//! Public parameters and the process-wide parameter store
//!
//! A [`ParameterStore`] moves from unloaded to loaded exactly once. The first
//! successful [`ParameterStore::load`] runs setup (or reads the on-disk cache);
//! every later call returns the same `Arc<PublicParams>`. Concurrent first
//! calls serialize on an init lock, so setup runs once per store.

use std::fs;
use std::path::{Path, PathBuf};
use std::sync::atomic::{AtomicUsize, Ordering};
use std::sync::{Arc, Mutex, OnceLock, PoisonError};

use illium_core::types::hex_array;
use serde::{Deserialize, Serialize};
use sha2::{Digest, Sha256};
use tracing::{debug, info, warn};

use crate::error::{Result, ZkError};

/// Default number of chained hash rounds in setup
pub const DEFAULT_SETUP_ROUNDS: u32 = 1 << 16;

/// Default number of trace openings per proof
pub const DEFAULT_OPENINGS: u8 = 12;

const PARAMS_DOMAIN: &[u8] = b"illium.zk.params.v1";

/// Setup configuration; two stores with equal configs derive equal parameters
#[derive(Debug, Clone, Copy, PartialEq, Eq, Serialize, Deserialize)]
pub struct SetupConfig {
    /// Rounds of the setup hash chain
    pub rounds: u32,
    /// Trace openings sampled per proof
    pub openings: u8,
}

impl Default for SetupConfig {
    fn default() -> Self {
        Self {
            rounds: DEFAULT_SETUP_ROUNDS,
            openings: DEFAULT_OPENINGS,
        }
    }
}

/// A loaded parameter set
#[derive(Debug, Clone, PartialEq, Eq, Serialize, Deserialize)]
pub struct PublicParams {
    #[serde(with = "hex_array")]
    id: [u8; 32],
    #[serde(with = "hex_array")]
    binding_key: [u8; 32],
    config: SetupConfig,
}

impl PublicParams {
    /// Run setup: an iterated SHA-256 chain seeded by the config
    pub fn generate(config: SetupConfig) -> Self {
        let mut state: [u8; 32] = {
            let mut hasher = Sha256::new();
            hasher.update(PARAMS_DOMAIN);
            hasher.update(config.rounds.to_be_bytes());
            hasher.update([config.openings]);
            hasher.finalize().into()
        };
        for _ in 0..config.rounds {
            state = Sha256::digest(state).into();
        }

        let binding_key: [u8; 32] = {
            let mut hasher = Sha256::new();
            hasher.update(PARAMS_DOMAIN);
            hasher.update(b"/binding");
            hasher.update(state);
            hasher.finalize().into()
        };

        Self {
            id: params_id(&binding_key, &config),
            binding_key,
            config,
        }
    }

    /// Digest identifying this parameter set
    pub fn id(&self) -> &[u8; 32] {
        &self.id
    }

    /// Key the proof seal is computed under
    pub fn binding_key(&self) -> &[u8; 32] {
        &self.binding_key
    }

    pub fn config(&self) -> SetupConfig {
        self.config
    }

    /// Check the id against the binding key and config
    pub fn validate(&self) -> Result<()> {
        if params_id(&self.binding_key, &self.config) != self.id {
            return Err(ZkError::InvalidParams("id does not match contents".into()));
        }
        if self.config.openings == 0 {
            return Err(ZkError::InvalidParams("zero openings".into()));
        }
        Ok(())
    }

    /// Read a bincode-encoded parameter set
    pub fn read_from(path: &Path) -> Result<Self> {
        let bytes = fs::read(path)?;
        let params: Self = bincode::deserialize(&bytes)?;
        params.validate()?;
        Ok(params)
    }

    /// Write the parameter set with bincode, creating parent directories
    pub fn write_to(&self, path: &Path) -> Result<()> {
        if let Some(parent) = path.parent() {
            fs::create_dir_all(parent)?;
        }
        fs::write(path, bincode::serialize(self)?)?;
        Ok(())
    }
}

fn params_id(binding_key: &[u8; 32], config: &SetupConfig) -> [u8; 32] {
    let mut hasher = Sha256::new();
    hasher.update(PARAMS_DOMAIN);
    hasher.update(b"/id");
    hasher.update(config.rounds.to_be_bytes());
    hasher.update([config.openings]);
    hasher.update(binding_key);
    hasher.finalize().into()
}

/// Lazily loaded, shareable parameter set
///
/// The global store lives for the process. Stores built with [`ParameterStore::new`]
/// are ordinary values; their parameters are released when the store and
/// every `Arc` handed out by it are dropped.
#[derive(Debug)]
pub struct ParameterStore {
    params: OnceLock<Arc<PublicParams>>,
    init: Mutex<()>,
    setup_runs: AtomicUsize,
    config: SetupConfig,
    cache_path: Option<PathBuf>,
}

static GLOBAL: OnceLock<ParameterStore> = OnceLock::new();

impl ParameterStore {
    pub fn new(config: SetupConfig) -> Self {
        Self {
            params: OnceLock::new(),
            init: Mutex::new(()),
            setup_runs: AtomicUsize::new(0),
            config,
            cache_path: None,
        }
    }

    /// Store that reads parameters from `path`, or generates and writes them there
    pub fn with_cache(config: SetupConfig, path: impl Into<PathBuf>) -> Self {
        Self {
            cache_path: Some(path.into()),
            ..Self::new(config)
        }
    }

    /// The process-wide store, default config and no cache unless
    /// [`ParameterStore::install_global`] ran first
    pub fn global() -> &'static ParameterStore {
        GLOBAL.get_or_init(|| ParameterStore::new(SetupConfig::default()))
    }

    /// Install `store` as the process-wide store
    ///
    /// Fails with `InvalidInput` once the global store exists.
    pub fn install_global(store: ParameterStore) -> Result<&'static ParameterStore> {
        GLOBAL
            .set(store)
            .map_err(|_| ZkError::InvalidInput("global parameter store already exists".into()))?;
        Ok(Self::global())
    }

    /// Load the parameter set, running setup at most once
    pub fn load(&self) -> Result<Arc<PublicParams>> {
        if let Some(params) = self.params.get() {
            return Ok(params.clone());
        }

        let _guard = self.init.lock().unwrap_or_else(PoisonError::into_inner);
        if let Some(params) = self.params.get() {
            return Ok(params.clone());
        }

        let params = Arc::new(self.obtain()?);
        info!(id = %hex::encode(params.id()), "public parameters loaded");
        Ok(self.params.get_or_init(|| params).clone())
    }

    /// The loaded parameter set, if any
    pub fn get(&self) -> Option<Arc<PublicParams>> {
        self.params.get().cloned()
    }

    pub fn is_loaded(&self) -> bool {
        self.params.get().is_some()
    }

    /// How many times the expensive setup path has run
    pub fn setup_runs(&self) -> usize {
        self.setup_runs.load(Ordering::SeqCst)
    }

    pub fn config(&self) -> SetupConfig {
        self.config
    }

    pub fn cache_path(&self) -> Option<&Path> {
        self.cache_path.as_deref()
    }

    fn obtain(&self) -> Result<PublicParams> {
        if let Some(path) = &self.cache_path {
            if path.exists() {
                match PublicParams::read_from(path) {
                    Ok(params) if params.config() == self.config => {
                        debug!(path = %path.display(), "using cached parameters");
                        return Ok(params);
                    }
                    Ok(_) => warn!(path = %path.display(), "cached parameters use another config, regenerating"),
                    Err(e) => warn!(path = %path.display(), error = %e, "unreadable parameter cache, regenerating"),
                }
            }
        }

        info!(rounds = self.config.rounds, "running parameter setup");
        self.setup_runs.fetch_add(1, Ordering::SeqCst);
        let params = PublicParams::generate(self.config);

        if let Some(path) = &self.cache_path {
            if let Err(e) = params.write_to(path) {
                warn!(path = %path.display(), error = %e, "failed to write parameter cache");
            }
        }
        Ok(params)
    }
}

impl Default for ParameterStore {
    fn default() -> Self {
        Self::new(SetupConfig::default())
    }
}
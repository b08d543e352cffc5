//! Illium ZK - public parameters, proof construction and verification
//!
//! - **Parameter store** ([`params`]): one-time, idempotent setup of the
//!   process-wide parameter set, with an optional on-disk cache
//! - **Proof engine** ([`engine`]): evaluate a program with its inputs and
//!   prove the result; verify proofs against program, public params and output
//! - **Providers** ([`provider`]): the [`ProgramEvaluator`] and [`ProofProvider`]
//!   seams platform adapters use
//!
//! ```text
//! ParameterStore::load() --Arc<PublicParams>--> ProofEngine
//!     create_proof(ProveRequest) -> ProofOutput { proof, output, iterations }
//!     verify_proof(program, public, proof, output) -> bool
//! ```

pub mod engine;
pub mod error;
pub mod merkle;
pub mod params;
pub mod proof;
pub mod provider;

pub use engine::{EvaluatedStatement, ProofEngine, ProofOutput, ProveRequest, Statement};
pub use error::{Result, ZkError};
pub use params::{ParameterStore, PublicParams, SetupConfig, DEFAULT_OPENINGS, DEFAULT_SETUP_ROUNDS};
pub use proof::{Proof, TranscriptProof, MAX_PROOF_SIZE};
pub use provider::{LurkEvaluator, ProgramEvaluator, ProofProvider};
//! Error types for illium-lurk

use thiserror::Error;

/// Result type for reading and evaluation
pub type Result<T> = std::result::Result<T, EvalError>;

/// Errors raised while reading or evaluating a program
#[derive(Debug, Error, Clone, PartialEq, Eq)]
pub enum EvalError {
    /// The source text is not a single well-formed expression
    #[error("Parse error at byte {offset}: {message}")]
    Parse { offset: usize, message: String },

    /// A symbol has no binding in scope
    #[error("Unbound variable: {0}")]
    UnboundVariable(String),

    /// An operator received a value of the wrong type
    #[error("Type mismatch in {op}: expected {expected}, found {found}")]
    TypeMismatch {
        op: &'static str,
        expected: &'static str,
        found: String,
    },

    /// A builtin or closure received the wrong number of arguments
    #[error("Arity mismatch in {op}: expected {expected}, got {actual}")]
    ArityMismatch {
        op: String,
        expected: usize,
        actual: usize,
    },

    /// A special form or application is syntactically malformed
    #[error("Malformed expression: {0}")]
    Malformed(String),

    /// Division or remainder by zero
    #[error("Division by zero")]
    DivisionByZero,

    /// `open` or `secret` on a commitment with no known opening
    #[error("Unknown commitment: {0}")]
    UnknownCommitment(String),

    /// Numeric value does not name a Unicode scalar
    #[error("Invalid character code: {0}")]
    InvalidChar(u64),

    /// Evaluation did not terminate within the step bound
    #[error("Evaluation exceeded {max_steps} steps")]
    Exhausted { max_steps: usize },
}

impl EvalError {
    pub(crate) fn parse(offset: usize, message: impl Into<String>) -> Self {
        EvalError::Parse {
            offset,
            message: message.into(),
        }
    }

    /// Whether the failure happened while reading the source text
    pub fn is_parse(&self) -> bool {
        matches!(self, EvalError::Parse { .. })
    }

    /// Whether the failure is the step bound being reached
    pub fn is_exhausted(&self) -> bool {
        matches!(self, EvalError::Exhausted { .. })
    }
}
#![no_main]

use illium_lurk::{commit, read};
use libfuzzer_sys::fuzz_target;

fuzz_target!(|data: &[u8]| {
    if let Ok(src) = std::str::from_utf8(data) {
        // Try to parse - should not panic
        if let Ok(value) = read(src) {
            // Commitments hash the parsed data, so they agree with the tagged form
            let digest = commit(src).expect("parsed source commits");
            assert_eq!(digest, commit(src).expect("parsed source commits"));
            let _ = value.tagged();
        }
    }
});
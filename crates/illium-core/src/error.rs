//! Error types for illium-core

use thiserror::Error;

/// Result type for key and signature operations
pub type Result<T> = std::result::Result<T, CryptoError>;

/// Errors that can occur in the key and signature engines
#[derive(Debug, Error, Clone, PartialEq)]
pub enum CryptoError {
    /// A buffer had the wrong length
    #[error("Invalid {what} length: expected {expected} bytes, got {actual}")]
    InvalidLength {
        what: &'static str,
        expected: usize,
        actual: usize,
    },

    /// Secret key bytes are zero or not reduced modulo the curve order
    #[error("Invalid secret key")]
    InvalidSecretKey,

    /// Public key bytes do not encode a point on the curve
    #[error("Invalid public key: {0}")]
    InvalidPublicKey(String),

    /// Signature scalars are zero or out of range
    #[error("Invalid signature encoding")]
    InvalidSignature,

    /// The operating system entropy source failed
    #[error("Entropy source failure: {0}")]
    Entropy(String),

    /// Any other failure reported by the curve backend
    #[error("Cryptographic error: {0}")]
    Crypto(String),

    /// Hex decoding failed
    #[error("Hex decoding error: {0}")]
    Hex(#[from] hex::FromHexError),
}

Task objective: When the word "InvalidParams" occurs in a line above, list that line.

Exercise answer:
            return Err(ZkError::InvalidParams("id does not match contents".into()));
            return Err(ZkError::InvalidParams("zero openings".into()));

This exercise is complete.